§ HOW TO COMPLETE THIS TASK: Answer with the number of lines in the listing below that contain the word "back", and nothing else.

§ INFORMATION:
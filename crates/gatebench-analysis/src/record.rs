//! Record model for parsed benchmark reports
//!
//! This module provides the data structures shared by the whole pipeline:
//! the fixed enumeration of solver variants and the immutable record parsed
//! from one report.
//!
//! # Identity
//!
//! A record is identified by its `(algorithm, puzzle_name)` pair. Puzzle
//! names are derived by the caller from the report's source identifier (for
//! file-based reports, the file stem minus the `algoN_` prefix), so two
//! solver runs over the same puzzle instance share a puzzle name and can be
//! joined by the comparison layer.
//!
//! # Validity
//!
//! A [`ResultRecord`] only exists if every required field parsed
//! successfully; partial records are never constructed. Optional fields are
//! `Option`s, absent when the source report did not include them.

use std::{fmt, str::FromStr};

use serde::{Deserialize, Serialize};

/// The three search-algorithm variants that produce benchmark reports.
///
/// The enum ordering (and thus `Ord`) matches the report-file prefixes
/// `algo1`..`algo3`, which keeps all grouped output in a stable order.
#[derive(
    Debug, Clone, Copy, PartialEq, Eq, PartialOrd, Ord, Hash, Serialize, Deserialize,
)]
pub enum Algorithm {
    /// Breadth-first search without duplicate pruning (`algo1`).
    #[serde(rename = "algo1")]
    NoDuplicateDetection,
    /// Search with full visited-state tracking (`algo2`).
    #[serde(rename = "algo2")]
    DuplicateDetection,
    /// Iterative-widening search, tracking states up to a novelty-width
    /// bound (`algo3`).
    #[serde(rename = "algo3")]
    IterativeWidening,
}

impl Algorithm {
    /// All variants in presentation order.
    pub const ALL: [Algorithm; 3] = [
        Algorithm::NoDuplicateDetection,
        Algorithm::DuplicateDetection,
        Algorithm::IterativeWidening,
    ];

    /// Report-file prefix used by the solver runners (`algo1_<puzzle>.txt`).
    #[must_use]
    pub fn file_prefix(self) -> &'static str {
        match self {
            Algorithm::NoDuplicateDetection => "algo1",
            Algorithm::DuplicateDetection => "algo2",
            Algorithm::IterativeWidening => "algo3",
        }
    }

    /// Human-readable label for report headings and chart legends.
    #[must_use]
    pub fn label(self) -> &'static str {
        match self {
            Algorithm::NoDuplicateDetection => "Algorithm 1 (No Duplicate Detection)",
            Algorithm::DuplicateDetection => "Algorithm 2 (Duplicate Detection)",
            Algorithm::IterativeWidening => "Algorithm 3 (Iterative Widening)",
        }
    }

    /// Short label (`Algorithm 1`..`Algorithm 3`).
    #[must_use]
    pub fn short_label(self) -> &'static str {
        match self {
            Algorithm::NoDuplicateDetection => "Algorithm 1",
            Algorithm::DuplicateDetection => "Algorithm 2",
            Algorithm::IterativeWidening => "Algorithm 3",
        }
    }

    /// Whether this variant tracks visited states.
    ///
    /// Only duplicate-tracking variants report a meaningful duplicated-node
    /// count, so efficiency figures are restricted to them.
    #[must_use]
    pub fn tracks_duplicates(self) -> bool {
        !matches!(self, Algorithm::NoDuplicateDetection)
    }

    /// Resolves a report-file prefix back to its variant.
    #[must_use]
    pub fn from_file_prefix(prefix: &str) -> Option<Self> {
        Self::ALL.into_iter().find(|a| a.file_prefix() == prefix)
    }
}

impl fmt::Display for Algorithm {
    fn fmt(&self, f: &mut fmt::Formatter<'_>) -> fmt::Result {
        f.write_str(self.short_label())
    }
}

/// Error returned when a string is not a recognized algorithm prefix.
#[derive(Debug, derive_more::Display, derive_more::Error)]
#[display("unknown algorithm '{name}' (expected algo1, algo2, or algo3)")]
pub struct UnknownAlgorithmError {
    /// The string that failed to resolve.
    pub name: String,
}

impl FromStr for Algorithm {
    type Err = UnknownAlgorithmError;

    fn from_str(s: &str) -> Result<Self, Self::Err> {
        Self::from_file_prefix(s).ok_or_else(|| UnknownAlgorithmError { name: s.to_owned() })
    }
}

/// One parsed benchmark report.
///
/// Immutable after construction; theoretical estimates are attached
/// alongside the record by the model layer
/// ([`EvaluatedRecord`](crate::model::EvaluatedRecord)), never written back
/// into it.
#[derive(Debug, Clone, Serialize, Deserialize)]
pub struct ResultRecord {
    /// Puzzle instance identifier, shared across algorithms.
    pub puzzle_name: String,
    /// The solver variant that produced this report.
    pub algorithm: Algorithm,
    /// Wall-clock solve time in seconds.
    pub execution_time: f64,
    /// Nodes popped from the frontier for expansion.
    pub expanded_nodes: u64,
    /// Successor nodes created during the search.
    pub generated_nodes: u64,
    /// Successors that duplicated an already-seen state.
    pub duplicated_nodes: u64,
    /// Auxiliary memory reported by the solver, in bytes.
    pub memory_usage_bytes: u64,
    /// Number of pieces in the puzzle instance.
    pub num_pieces: u64,
    /// Number of moves in the reported solution.
    pub solution_steps: u64,
    /// Number of empty spaces on the board.
    pub empty_spaces: u64,
    /// Move sequence of the solution, absent when the puzzle was unsolved.
    pub solution_path: Option<String>,
    /// Novelty width at which the iterative-widening variant solved the
    /// puzzle; absent for the other variants.
    pub solved_by_width: Option<u64>,
    /// Expansion throughput, present only when the report includes it.
    pub nodes_per_second: Option<f64>,
}

#[cfg(test)]
mod tests {
    use super::*;

    #[test]
    fn prefix_round_trip() {
        for algorithm in Algorithm::ALL {
            assert_eq!(
                Algorithm::from_file_prefix(algorithm.file_prefix()),
                Some(algorithm)
            );
            assert_eq!(
                algorithm.file_prefix().parse::<Algorithm>().unwrap(),
                algorithm
            );
        }
    }

    #[test]
    fn unknown_prefix_is_rejected() {
        assert!(Algorithm::from_file_prefix("algo4").is_none());
        let err = "bfs".parse::<Algorithm>().unwrap_err();
        assert_eq!(err.name, "bfs");
    }

    #[test]
    fn presentation_order_follows_prefixes() {
        let mut shuffled = [
            Algorithm::IterativeWidening,
            Algorithm::NoDuplicateDetection,
            Algorithm::DuplicateDetection,
        ];
        shuffled.sort();
        assert_eq!(shuffled, Algorithm::ALL);
    }
}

§ RESPONSE TO THIS EXERCISE: 2